Available records START

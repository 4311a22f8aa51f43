use std::collections::BTreeMap;

use crate::config::ExtractionConfig;
use crate::models::{Keypoint, KeypointFrame};
use crate::types::{AngleSeries, Joint, JointAngleSample, JointKind, JointStats};

/// COCO-17 triples (proksimal, toppunkt, distal) per ledd.
pub const JOINT_TRIPLES: [(Joint, (usize, usize, usize)); 8] = [
    (Joint::LeftElbow, (5, 7, 9)),
    (Joint::RightElbow, (6, 8, 10)),
    (Joint::LeftShoulder, (7, 5, 11)),
    (Joint::RightShoulder, (8, 6, 12)),
    (Joint::LeftHip, (5, 11, 13)),
    (Joint::RightHip, (6, 12, 14)),
    (Joint::LeftKnee, (11, 13, 15)),
    (Joint::RightKnee, (12, 14, 16)),
];

const MIN_LIMB_LEN: f64 = 1e-9;

/// Vinkel i toppunktet b mellom (a−b) og (c−b), grader [0, 180].
/// None hvis en av lemvektorene har null lengde.
pub fn vertex_angle(a: &Keypoint, b: &Keypoint, c: &Keypoint) -> Option<f64> {
    let (ux, uy) = (a.x - b.x, a.y - b.y);
    let (vx, vy) = (c.x - b.x, c.y - b.y);
    let nu = (ux * ux + uy * uy).sqrt();
    let nv = (vx * vx + vy * vy).sqrt();
    if nu < MIN_LIMB_LEN || nv < MIN_LIMB_LEN {
        return None;
    }
    let cos = ((ux * vx + uy * vy) / (nu * nv)).clamp(-1.0, 1.0);
    Some(cos.acos().to_degrees())
}

/// Vinkler for ett bilde. Ledd under konfidensterskel utelates (ingen interpolering).
pub fn sample_frame(index: usize, frame: &KeypointFrame, cfg: &ExtractionConfig) -> JointAngleSample {
    let mut angles = BTreeMap::new();
    for (joint, (p, v, d)) in JOINT_TRIPLES {
        let (Some(a), Some(b), Some(c)) = (
            frame.confident(p, cfg.min_confidence),
            frame.confident(v, cfg.min_confidence),
            frame.confident(d, cfg.min_confidence),
        ) else {
            continue;
        };
        if let Some(deg) = vertex_angle(a, b, c) {
            angles.insert(joint, deg);
        }
    }
    JointAngleSample {
        frame: index,
        timestamp: frame.timestamp,
        angles,
        confidence: frame.mean_confidence(),
    }
}

/// Alle vinkelserier for ett segment.
#[derive(Debug, Clone, Default)]
pub struct JointAngleSeries {
    pub fps: f64,
    samples: Vec<JointAngleSample>,
    series: BTreeMap<Joint, AngleSeries>,
}

impl JointAngleSeries {
    pub fn from_samples(samples: Vec<JointAngleSample>, fps: f64) -> Self {
        let mut series = BTreeMap::new();
        for joint in Joint::ALL {
            let values: Vec<Option<f64>> = samples.iter().map(|s| s.angles.get(&joint).copied()).collect();
            series.insert(joint, AngleSeries::from_frames(values));
        }
        Self { fps, samples, series }
    }

    /// Bygger direkte fra ferdige per-ledd-serier (samme lengde forutsatt).
    pub fn from_joint_series(fps: f64, joints: BTreeMap<Joint, AngleSeries>) -> Self {
        let frame_count = joints.values().map(AngleSeries::frame_count).max().unwrap_or(0);
        let samples = (0..frame_count)
            .map(|i| {
                let angles = joints
                    .iter()
                    .filter_map(|(j, s)| s.frames().get(i).copied().flatten().map(|v| (*j, v)))
                    .collect();
                JointAngleSample {
                    frame: i,
                    timestamp: if fps > 0.0 { i as f64 / fps } else { 0.0 },
                    angles,
                    confidence: 1.0,
                }
            })
            .collect();
        Self::from_samples(samples, fps)
    }

    pub fn frame_count(&self) -> usize {
        self.samples.len()
    }

    pub fn samples(&self) -> &[JointAngleSample] {
        &self.samples
    }

    /// Antall frames der minst ett ledd har vinkel.
    pub fn sample_count(&self) -> usize {
        self.samples.iter().filter(|s| !s.angles.is_empty()).count()
    }

    /// Tom = ingen ledd passerte konfidensterskelen i noe bilde.
    pub fn is_empty(&self) -> bool {
        self.sample_count() == 0
    }

    pub fn joint(&self, joint: Joint) -> Option<&AngleSeries> {
        self.series.get(&joint).filter(|s| !s.is_empty())
    }

    /// Frame-vis snitt av venstre/høyre (hull når begge mangler).
    pub fn pair_mean(&self, kind: JointKind) -> AngleSeries {
        let (l, r) = (kind.left(), kind.right());
        let values = self
            .samples
            .iter()
            .map(|s| match (s.angles.get(&l), s.angles.get(&r)) {
                (Some(a), Some(b)) => Some((a + b) / 2.0),
                (Some(a), None) | (None, Some(a)) => Some(*a),
                (None, None) => None,
            })
            .collect();
        AngleSeries::from_frames(values)
    }

    /// "Movement proxy": snitt av alle ledd som finnes i bildet.
    pub fn movement_proxy(&self) -> AngleSeries {
        let values = self
            .samples
            .iter()
            .map(|s| {
                if s.angles.is_empty() {
                    None
                } else {
                    Some(s.angles.values().sum::<f64>() / s.angles.len() as f64)
                }
            })
            .collect();
        AngleSeries::from_frames(values)
    }

    pub fn stats(&self) -> BTreeMap<Joint, JointStats> {
        self.series
            .iter()
            .filter_map(|(j, s)| s.stats().map(|st| (*j, st)))
            .collect()
    }

    /// Snitt av min over sider som faktisk har data.
    pub fn side_avg_min(&self, kind: JointKind) -> Option<f64> {
        side_avg([self.joint(kind.left()), self.joint(kind.right())].into_iter().flatten().filter_map(AngleSeries::min))
    }

    /// Snitt av max over sider som faktisk har data.
    pub fn side_avg_max(&self, kind: JointKind) -> Option<f64> {
        side_avg([self.joint(kind.left()), self.joint(kind.right())].into_iter().flatten().filter_map(AngleSeries::max))
    }
}

fn side_avg(values: impl Iterator<Item = f64>) -> Option<f64> {
    let v: Vec<f64> = values.collect();
    if v.is_empty() { None } else { Some(v.iter().sum::<f64>() / v.len() as f64) }
}

/// Ekstraher vinkler for alle bilder.
pub fn extract(frames: &[KeypointFrame], fps: f64, cfg: &ExtractionConfig) -> JointAngleSeries {
    let samples = frames.iter().enumerate().map(|(i, f)| sample_frame(i, f, cfg)).collect();
    let out = JointAngleSeries::from_samples(samples, fps);
    if out.is_empty() {
        log::debug!("angles: ingen ledd over konfidens {} i {} frames", cfg.min_confidence, frames.len());
    }
    out
}

#[cfg(test)]
mod tests {
    use super::*;

    fn kp(x: f64, y: f64) -> Keypoint {
        Keypoint { x, y, confidence: 0.9 }
    }

    #[test]
    fn right_angle_is_ninety_degrees() {
        let a = vertex_angle(&kp(0.0, 1.0), &kp(0.0, 0.0), &kp(1.0, 0.0)).unwrap();
        assert!((a - 90.0).abs() < 1e-9);
    }

    #[test]
    fn straight_limb_is_one_eighty() {
        let a = vertex_angle(&kp(-1.0, 0.0), &kp(0.0, 0.0), &kp(2.0, 0.0)).unwrap();
        assert!((a - 180.0).abs() < 1e-9);
    }

    #[test]
    fn zero_length_limb_gives_gap() {
        assert!(vertex_angle(&kp(0.0, 0.0), &kp(0.0, 0.0), &kp(1.0, 0.0)).is_none());
    }

    #[test]
    fn confidence_at_threshold_is_excluded() {
        // 0.5 er ikke "strengt over" 0.5
        let frame = KeypointFrame::new(0.0)
            .with(11, 0.0, 0.0, 0.9)
            .with(13, 0.0, 1.0, 0.5)
            .with(15, 1.0, 1.0, 0.9);
        let s = sample_frame(0, &frame, &ExtractionConfig::default());
        assert!(s.angles.get(&Joint::LeftKnee).is_none());
    }

    #[test]
    fn pair_mean_uses_single_side_when_other_missing() {
        let mut joints = BTreeMap::new();
        joints.insert(Joint::LeftKnee, AngleSeries::from_frames(vec![Some(90.0), Some(100.0), None]));
        joints.insert(Joint::RightKnee, AngleSeries::from_frames(vec![Some(110.0), None, None]));
        let s = JointAngleSeries::from_joint_series(30.0, joints);
        assert_eq!(s.pair_mean(JointKind::Knee).frames(), &[Some(100.0), Some(100.0), None]);
        // venstre min 90, høyre min 110
        assert_eq!(s.side_avg_min(JointKind::Knee), Some(100.0));
    }
}
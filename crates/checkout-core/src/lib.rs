//! # checkout-core
//!
//! Core types and traits for the checkout session service.
//!
//! This crate provides:
//! - `SessionRequest` parsing and validation of the client body
//! - `SessionParams` describing the single provider call
//! - `CheckoutProvider` trait for implementing payment providers
//! - `OriginPolicy` for the CORS allow-list
//! - `CheckoutError` for typed error handling
//!
//! ## Example
//!
//! ```rust,ignore
//! use checkout_core::{create_checkout_session, RedirectUrls};
//!
//! let urls = RedirectUrls::new("https://contestra.com");
//! let result = create_checkout_session(&provider, &urls, br#"{"priceId":"price_123"}"#).await?;
//!
//! println!("session: {}", result.session_id);
//! ```

pub mod error;
pub mod origin;
pub mod provider;
pub mod service;
pub mod session;
pub mod urls;

// Re-exports for convenience
pub use error::{CheckoutError, CheckoutResult, PRICE_ID_REQUIRED, REDACTED_PROVIDER_MESSAGE};
pub use origin::{parse_origin, OriginPolicy};
pub use provider::{BoxedCheckoutProvider, CheckoutProvider};
pub use service::create_checkout_session;
pub use session::{
    BillingAddressCollection, CheckoutMode, CreatedSession, ErrorResult, PriceLineItem,
    SessionParams, SessionRequest, SessionResult,
};
pub use urls::RedirectUrls;
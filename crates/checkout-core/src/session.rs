//! # Session Types
//!
//! Request, result and provider-call types for checkout session creation.

use crate::error::{CheckoutError, CheckoutResult};
use crate::urls::RedirectUrls;
use serde::{Deserialize, Serialize};
use serde_json::Value;
use std::fmt;
use std::str::FromStr;

/// Checkout mode
#[derive(Debug, Clone, Copy, PartialEq, Eq, Default, Serialize, Deserialize)]
#[serde(rename_all = "snake_case")]
pub enum CheckoutMode {
    /// One-time payment
    Payment,
    /// Recurring subscription
    #[default]
    Subscription,
}

impl CheckoutMode {
    /// Wire value understood by the provider
    pub fn as_str(&self) -> &'static str {
        match self {
            CheckoutMode::Payment => "payment",
            CheckoutMode::Subscription => "subscription",
        }
    }
}

impl fmt::Display for CheckoutMode {
    fn fmt(&self, f: &mut fmt::Formatter<'_>) -> fmt::Result {
        f.write_str(self.as_str())
    }
}

impl FromStr for CheckoutMode {
    type Err = CheckoutError;

    fn from_str(s: &str) -> Result<Self, Self::Err> {
        match s {
            "payment" => Ok(CheckoutMode::Payment),
            "subscription" => Ok(CheckoutMode::Subscription),
            other => Err(CheckoutError::Validation(format!("Invalid mode: {}", other))),
        }
    }
}

/// A validated request to open one checkout session
#[derive(Debug, Clone, PartialEq, Eq)]
pub struct SessionRequest {
    /// Provider price identifier (never empty)
    pub price_reference: String,
    /// Transaction mode
    pub mode: CheckoutMode,
    /// Customer email to prefill on the hosted page
    pub customer_email: Option<String>,
}

impl SessionRequest {
    /// Create a subscription request for a price
    pub fn new(price_reference: impl Into<String>) -> Self {
        Self {
            price_reference: price_reference.into(),
            mode: CheckoutMode::default(),
            customer_email: None,
        }
    }

    /// Builder: set mode
    pub fn with_mode(mut self, mode: CheckoutMode) -> Self {
        self.mode = mode;
        self
    }

    /// Builder: set customer email
    pub fn with_customer_email(mut self, email: impl Into<String>) -> Self {
        self.customer_email = Some(email.into());
        self
    }

    /// Parse and validate a JSON request body.
    ///
    /// Accepts `{"priceId": string, "mode"?: string, "customerEmail"?: string}`.
    /// Undecodable bodies, non-object bodies and missing, non-string or
    /// blank `priceId` values all fail with "Price ID is required".
    pub fn from_json(body: &[u8]) -> CheckoutResult<Self> {
        let value: Value =
            serde_json::from_slice(body).map_err(|_| CheckoutError::price_id_required())?;
        let fields = value.as_object().ok_or_else(CheckoutError::price_id_required)?;

        let price_reference = fields
            .get("priceId")
            .and_then(Value::as_str)
            .filter(|s| !s.trim().is_empty())
            .ok_or_else(CheckoutError::price_id_required)?
            .to_string();

        let mode = match fields.get("mode") {
            None | Some(Value::Null) => CheckoutMode::default(),
            Some(Value::String(s)) => s.parse()?,
            Some(other) => {
                return Err(CheckoutError::Validation(format!("Invalid mode: {}", other)))
            }
        };

        let customer_email = fields
            .get("customerEmail")
            .and_then(Value::as_str)
            .map(str::trim)
            .filter(|s| !s.is_empty())
            .map(String::from);

        Ok(Self {
            price_reference,
            mode,
            customer_email,
        })
    }
}

/// Successful outcome returned to the caller
#[derive(Debug, Clone, PartialEq, Eq, Serialize)]
pub struct SessionResult {
    /// Opaque provider session identifier
    #[serde(rename = "sessionId")]
    pub session_id: String,
}

/// Failure body returned to the caller
#[derive(Debug, Clone, PartialEq, Eq, Serialize)]
pub struct ErrorResult {
    #[serde(rename = "error")]
    pub message: String,
}

impl ErrorResult {
    pub fn new(message: impl Into<String>) -> Self {
        Self {
            message: message.into(),
        }
    }
}

/// Billing address collection setting
#[derive(Debug, Clone, Copy, PartialEq, Eq)]
pub enum BillingAddressCollection {
    Required,
}

impl BillingAddressCollection {
    pub fn as_str(&self) -> &'static str {
        match self {
            BillingAddressCollection::Required => "required",
        }
    }
}

/// A line item referencing a catalog price
#[derive(Debug, Clone, PartialEq, Eq)]
pub struct PriceLineItem {
    pub price: String,
    pub quantity: u32,
}

/// Everything a provider needs to open one session
#[derive(Debug, Clone, PartialEq, Eq)]
pub struct SessionParams {
    pub mode: CheckoutMode,
    pub line_items: Vec<PriceLineItem>,
    pub success_url: String,
    pub cancel_url: String,
    pub billing_address_collection: BillingAddressCollection,
    pub allow_promotion_codes: bool,
    pub customer_email: Option<String>,
}

impl SessionParams {
    /// Build the provider call for a validated request: one line item of
    /// quantity 1, required billing address, promotion codes on.
    pub fn for_request(request: &SessionRequest, urls: &RedirectUrls) -> Self {
        Self {
            mode: request.mode,
            line_items: vec![PriceLineItem {
                price: request.price_reference.clone(),
                quantity: 1,
            }],
            success_url: urls.success_url(),
            cancel_url: urls.cancel_url(),
            billing_address_collection: BillingAddressCollection::Required,
            allow_promotion_codes: true,
            customer_email: request.customer_email.clone(),
        }
    }
}

/// Session as reported back by the provider
#[derive(Debug, Clone, PartialEq, Eq)]
pub struct CreatedSession {
    /// Opaque session identifier
    pub session_id: String,
    /// Hosted checkout URL, when the provider returns one
    pub checkout_url: Option<String>,
}

#[cfg(test)]
mod tests {
    use super::*;

    #[test]
    fn test_mode_defaults_to_subscription() {
        let request = SessionRequest::from_json(br#"{"priceId":"price_123"}"#).unwrap();
        assert_eq!(request.price_reference, "price_123");
        assert_eq!(request.mode, CheckoutMode::Subscription);
        assert!(request.customer_email.is_none());

        let request =
            SessionRequest::from_json(br#"{"priceId":"price_123","mode":null}"#).unwrap();
        assert_eq!(request.mode, CheckoutMode::Subscription);
    }

    #[test]
    fn test_explicit_payment_mode() {
        let request =
            SessionRequest::from_json(br#"{"priceId":"price_1","mode":"payment"}"#).unwrap();
        assert_eq!(request.mode, CheckoutMode::Payment);
    }

    #[test]
    fn test_missing_or_blank_price_id() {
        let bodies: [&[u8]; 7] = [
            br#"{}"#,
            br#"{"priceId":""}"#,
            br#"{"priceId":"   "}"#,
            br#"{"priceId":null}"#,
            br#"{"priceId":42}"#,
            br#"["price_123"]"#,
            b"not json",
        ];

        for body in bodies {
            let err = SessionRequest::from_json(body).unwrap_err();
            assert_eq!(err, CheckoutError::price_id_required());
        }
    }

    #[test]
    fn test_price_id_forwarded_untrimmed() {
        let request = SessionRequest::from_json(br#"{"priceId":" price_123 "}"#).unwrap();
        assert_eq!(request.price_reference, " price_123 ");
    }

    #[test]
    fn test_unknown_mode_rejected() {
        let err = SessionRequest::from_json(br#"{"priceId":"price_1","mode":"setup"}"#)
            .unwrap_err();
        assert_eq!(err.to_string(), "Invalid mode: setup");

        let err =
            SessionRequest::from_json(br#"{"priceId":"price_1","mode":5}"#).unwrap_err();
        assert_eq!(err.to_string(), "Invalid mode: 5");
    }

    #[test]
    fn test_customer_email_passthrough() {
        let request = SessionRequest::from_json(
            br#"{"priceId":"price_1","customerEmail":"ada@example.com"}"#,
        )
        .unwrap();
        assert_eq!(request.customer_email.as_deref(), Some("ada@example.com"));

        let request =
            SessionRequest::from_json(br#"{"priceId":"price_1","customerEmail":""}"#).unwrap();
        assert!(request.customer_email.is_none());
    }

    #[test]
    fn test_params_for_request() {
        let urls = RedirectUrls::new("https://contestra.com");
        let request = SessionRequest::new("price_123").with_mode(CheckoutMode::Payment);
        let params = SessionParams::for_request(&request, &urls);

        assert_eq!(params.mode, CheckoutMode::Payment);
        assert_eq!(
            params.line_items,
            vec![PriceLineItem {
                price: "price_123".into(),
                quantity: 1
            }]
        );
        assert_eq!(
            params.success_url,
            "https://contestra.com/success.html?session_id={CHECKOUT_SESSION_ID}"
        );
        assert_eq!(params.cancel_url, "https://contestra.com/pricing.html");
        assert_eq!(params.billing_address_collection, BillingAddressCollection::Required);
        assert!(params.allow_promotion_codes);
    }

    #[test]
    fn test_result_wire_names() {
        let ok = serde_json::to_value(SessionResult {
            session_id: "cs_test_abc".into(),
        })
        .unwrap();
        assert_eq!(ok, serde_json::json!({"sessionId": "cs_test_abc"}));

        let err = serde_json::to_value(ErrorResult::new("Price ID is required")).unwrap();
        assert_eq!(err, serde_json::json!({"error": "Price ID is required"}));
    }
}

Available records END

Required work: Above are some records. Count the lines among them with the word "match", and answer with the number only.

The answer: 5